Listed records =>
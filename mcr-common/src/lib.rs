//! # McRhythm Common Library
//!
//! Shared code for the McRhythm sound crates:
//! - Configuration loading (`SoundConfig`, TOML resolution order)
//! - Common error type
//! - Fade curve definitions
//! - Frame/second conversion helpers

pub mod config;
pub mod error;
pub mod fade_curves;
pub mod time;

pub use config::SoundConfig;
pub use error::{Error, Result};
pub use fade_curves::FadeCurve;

Work instruction =>
Each line of the listing is to be repeated exactly.

The answer =>
filename mcr-common/src/lib.rs
//! # McRhythm Common Library
//!
//! Shared code for the McRhythm sound crates:
//! - Configuration loading (`SoundConfig`, TOML resolution order)
//! - Common error type
//! - Fade curve definitions
//! - Frame/second conversion helpers

pub mod config;
pub mod error;
pub mod fade_curves;
pub mod time;

pub use config::SoundConfig;
pub use error::{Error, Result};
pub use fade_curves::FadeCurve;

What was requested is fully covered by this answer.